Я ел мороженое, сидя на холмике, насыпанном над погребом, с которого видны были обмелевшая речушка и местечковые мальчишки, накалывавшие на остро заточенные палки рыбешек.
Такое мороженое мне в городе покупала бабка, когда ходила на базар. Хорошо помню, как я впервые его попробовал.
Это был какой-то город в средней полосе Литвы, может, даже Паневежис. Жарко, ослепительно сверкает асфальт, гудят машины, Не выпуская из рук мою ладошку, отец болтает с какими-то мужчинами. Напротив зеленая тележка — женщина в белом халате продает лимонад… За ее спиной — витрины, уставленные игрушками. Но больше всего меня привлекает стоящее на холме здание, высокое, из красного, выкрошившегося кирпича, словно впитавшее в себя зной всех летних полдней. Ни одного деревца рядом, только забор, стены, опутанные колючей заржавевшей проволокой, узенькие, забранные в решетку оконца.

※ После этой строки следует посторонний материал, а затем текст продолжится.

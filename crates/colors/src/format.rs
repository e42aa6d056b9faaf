//! Deterministic SCSS layout pass applied to every generated document.
//!
//! The formatter only understands as much SCSS as the generator emits:
//! nesting through `{}` and `()`, quoted strings, and `//` comments. It
//! re-indents by nesting depth, normalizes blank lines and quotes, and breaks
//! over-wide parenthesized lists into one item per line. Passes repeat until
//! the text stops changing, so formatting formatted output is a no-op.

const INDENT: &str = "  ";
const MAX_PASSES: usize = 16;

/// Style applied by [`format`].
#[derive(Debug, Clone, Copy, PartialEq, Eq)]
pub struct FormatOptions {
    /// Lines wider than this, indentation included, are reflowed when they
    /// contain a list that can be broken.
    pub print_width: usize,
    /// Rewrite `"double"` strings as `'single'` when that needs no escaping.
    pub single_quote: bool,
}

impl Default for FormatOptions {
    fn default() -> Self {
        Self {
            print_width: 80,
            single_quote: true,
        }
    }
}

/// Formats `source`. Non-empty output ends with a single newline.
#[must_use]
pub fn format(source: &str, options: &FormatOptions) -> String {
    let mut current = source.to_owned();
    for _ in 0..MAX_PASSES {
        let next = pass(&current, options);
        if next == current {
            break;
        }
        current = next;
    }
    current
}

fn pass(source: &str, options: &FormatOptions) -> String {
    let lines: Vec<String> = source
        .lines()
        .map(|line| {
            let line = line.trim();
            if options.single_quote {
                prefer_single_quotes(line)
            } else {
                line.to_owned()
            }
        })
        .collect();

    let mut out = String::with_capacity(source.len());
    let mut depth = 0usize;
    for line in collapse_blank_lines(&lines) {
        if line.is_empty() {
            out.push('\n');
            continue;
        }

        let shape = Shape::scan(line);
        let indent = depth.saturating_sub(shape.leading_closers);
        let width = indent * INDENT.len() + line.chars().count();
        let pieces = if width > options.print_width {
            break_list(line)
        } else {
            None
        };

        match pieces {
            Some(pieces) => {
                for piece in &pieces {
                    push_line(&mut out, indent, piece);
                }
            }
            None => push_line(&mut out, indent, line),
        }
        depth = (depth + shape.opens).saturating_sub(shape.closes);
    }
    out
}

fn push_line(out: &mut String, indent: usize, line: &str) {
    for _ in 0..indent {
        out.push_str(INDENT);
    }
    out.push_str(line);
    out.push('\n');
}

/// Keeps at most one blank line in a row, and none at the edges of the
/// document or of a block.
fn collapse_blank_lines(lines: &[String]) -> Vec<&str> {
    let mut kept: Vec<&str> = Vec::with_capacity(lines.len());
    for (index, line) in lines.iter().enumerate() {
        if line.is_empty() {
            let after_opener = kept
                .last()
                .map_or(true, |prev| prev.is_empty() || Shape::scan(prev).trailing_opener);
            let before_closer = lines[index + 1..]
                .iter()
                .find(|next| !next.is_empty())
                .map_or(true, |next| Shape::scan(next).leading_closers > 0);
            if after_opener || before_closer {
                continue;
            }
        }
        kept.push(line);
    }
    kept
}

/// Bracket structure of one line, ignoring strings and comments.
#[derive(Debug, Default, PartialEq, Eq)]
struct Shape {
    opens: usize,
    closes: usize,
    leading_closers: usize,
    trailing_opener: bool,
}

impl Shape {
    fn scan(line: &str) -> Self {
        let mut shape = Self::default();
        let mut seen_other = false;
        let mut last = None;
        let mut quote: Option<char> = None;
        let mut chars = line.chars().peekable();

        while let Some(ch) = chars.next() {
            if let Some(open) = quote {
                if ch == '\\' {
                    chars.next();
                } else if ch == open {
                    quote = None;
                }
                last = Some(ch);
                continue;
            }
            match ch {
                '/' if chars.peek() == Some(&'/') => break,
                '"' | '\'' => quote = Some(ch),
                '{' | '(' => shape.opens += 1,
                '}' | ')' => {
                    shape.closes += 1;
                    if !seen_other {
                        shape.leading_closers += 1;
                    }
                }
                _ => {}
            }
            if ch.is_whitespace() {
                continue;
            }
            if !matches!(ch, '}' | ')') {
                seen_other = true;
            }
            last = Some(ch);
        }

        shape.trailing_opener = matches!(last, Some('{' | '('));
        shape
    }
}

fn prefer_single_quotes(line: &str) -> String {
    let mut out = String::with_capacity(line.len());
    let mut rest = line;

    while let Some(index) = rest.find(['"', '\'', '/']) {
        let (head, tail) = rest.split_at(index);
        out.push_str(head);

        if tail.starts_with("//") {
            out.push_str(tail);
            return out;
        }
        if tail.starts_with('/') {
            out.push('/');
            rest = &tail[1..];
            continue;
        }

        let quote = if tail.starts_with('"') { '"' } else { '\'' };
        let Some(end) = closing_quote(&tail[1..], quote) else {
            out.push_str(tail);
            return out;
        };
        let content = &tail[1..=end];
        if quote == '"' && !content.contains(['\'', '\\']) {
            out.push('\'');
            out.push_str(content);
            out.push('\'');
        } else {
            out.push_str(&tail[..=end + 1]);
        }
        rest = &tail[end + 2..];
    }

    out.push_str(rest);
    out
}

/// Byte offset of the unescaped `quote` that ends `body`.
fn closing_quote(body: &str, quote: char) -> Option<usize> {
    let mut escaped = false;
    for (index, ch) in body.char_indices() {
        if escaped {
            escaped = false;
        } else if ch == '\\' {
            escaped = true;
        } else if ch == quote {
            return Some(index);
        }
    }
    None
}

/// Splits the first non-empty top-level map literal into one item per line,
/// each followed by a comma.
fn break_list(line: &str) -> Option<Vec<String>> {
    let mut depth = 0usize;
    let mut open_at = None;
    let mut commas = Vec::new();
    let mut quote: Option<char> = None;
    let mut chars = line.char_indices().peekable();

    while let Some((index, ch)) = chars.next() {
        if let Some(open) = quote {
            if ch == '\\' {
                chars.next();
            } else if ch == open {
                quote = None;
            }
            continue;
        }
        match ch {
            '/' if chars.peek().map(|(_, next)| *next) == Some('/') => return None,
            '"' | '\'' => quote = Some(ch),
            '(' | '{' => {
                if depth == 0 && ch == '(' && opens_map(&line[..index]) {
                    open_at = Some(index);
                    commas.clear();
                }
                depth += 1;
            }
            ',' if depth == 1 && open_at.is_some() => commas.push(index),
            ')' | '}' => {
                depth = depth.saturating_sub(1);
                if depth != 0 {
                    continue;
                }
                let Some(open) = open_at.take() else {
                    continue;
                };
                if ch != ')' {
                    continue;
                }
                let items = split_items(line, open, index, &commas);
                if items.is_empty() {
                    continue;
                }
                let mut pieces = Vec::with_capacity(items.len() + 2);
                pieces.push(line[..=open].trim_end().to_owned());
                pieces.extend(items.into_iter().map(|item| format!("{item},")));
                pieces.push(line[index..].trim().to_owned());
                return Some(pieces);
            }
            _ => {}
        }
    }
    None
}

/// A map or list literal opens a line or follows a `key:`; anything else,
/// like `rgba(`, is a function call whose arguments stay on one line.
fn opens_map(head: &str) -> bool {
    let head = head.trim_end();
    head.is_empty() || head.ends_with(':')
}

fn split_items<'a>(line: &'a str, open: usize, close: usize, commas: &[usize]) -> Vec<&'a str> {
    let mut bounds = Vec::with_capacity(commas.len() + 2);
    bounds.push(open);
    bounds.extend_from_slice(commas);
    bounds.push(close);
    bounds
        .windows(2)
        .map(|pair| line[pair[0] + 1..pair[1]].trim())
        .filter(|item| !item.is_empty())
        .collect()
}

Отец покупает мне мороженое. Взяв белый стаканчик и отведав лакомство, я почувствовал и другой вкус, вкус устрашающего слова, которое произнес отец, ответив на мой вопрос «что там?» — «тюрьма». «Раньше здесь была тюрьма», — добавил он.
Мы быстро пересекли улицу. Проходя мимо тюрьмы, я увидел низкое оконце, за которым сновали машины, чьи-то руки укладывали на стол сероватые поблескивающие плиты.
Эта картина стояла перед моими глазами и в чистеньком кафе, когда я поднял стакан с ароматной пузырившейся рыжеватой жидкостью, стакан, в котором что-то кипело, поднималось вверх, шипело, перешептывалось на непонятном языке минералов. Но в ушах все еще звучало отцовское слово — тюрьма…
Мы возвращались с отцом с фермы. Темно хоть глаз выколи.
— Завтра пойдем на рыбалку, — говорит отец.
С Кябяшкальниса видно зарево огней, горящих в хозяйственных помещениях, чуть поодаль, справа, разбросаны розоватые огоньки местечка, но если какой-нибудь путник, забредший сюда издалека, увидит это зарево, то конечно же подумает, будто добрался до большого города, где получит и теплый ночлег, и пищу.
— Как под Смоленском, — говорит отец.
— Где?
— Под Смоленском. Мы вошли в него ночью.
Снова ему мерещится фронт. Он зажигает спичку, закуривает, и я успеваю увидеть его лицо: заросшее щетиной, мокрое, как будто кто-то плеснул в него из полного ведра.
Какое-то время мы шагаем молча.
— Зря ты не поехал учиться, — цедит он.
— Еще успею.
— Кончишь — возвращайся сюда. Все здесь свои, лучше нигде не найдешь. И меня здесь все любят. Только для вас я никто. Со временем, может, поймете, кто я на самом деле…
Старая, изрядно надоевшая песенка. Я ускоряю шаг. Его уважают? За что? Наоборот — я вижу, как все от него отворачиваются, не обращают внимания на его слова, перебивают, когда он говорит…
С радостным лаем к нам кидается собака. Отец гладит ее, заговаривает с ней.
— Завтра пойдем на рыбалку, — говорит он.
По краю низкого утреннего неба, касаясь зубчатых верхушек деревьев, в ветвях которых полыхает заря, медленно ползут тучи.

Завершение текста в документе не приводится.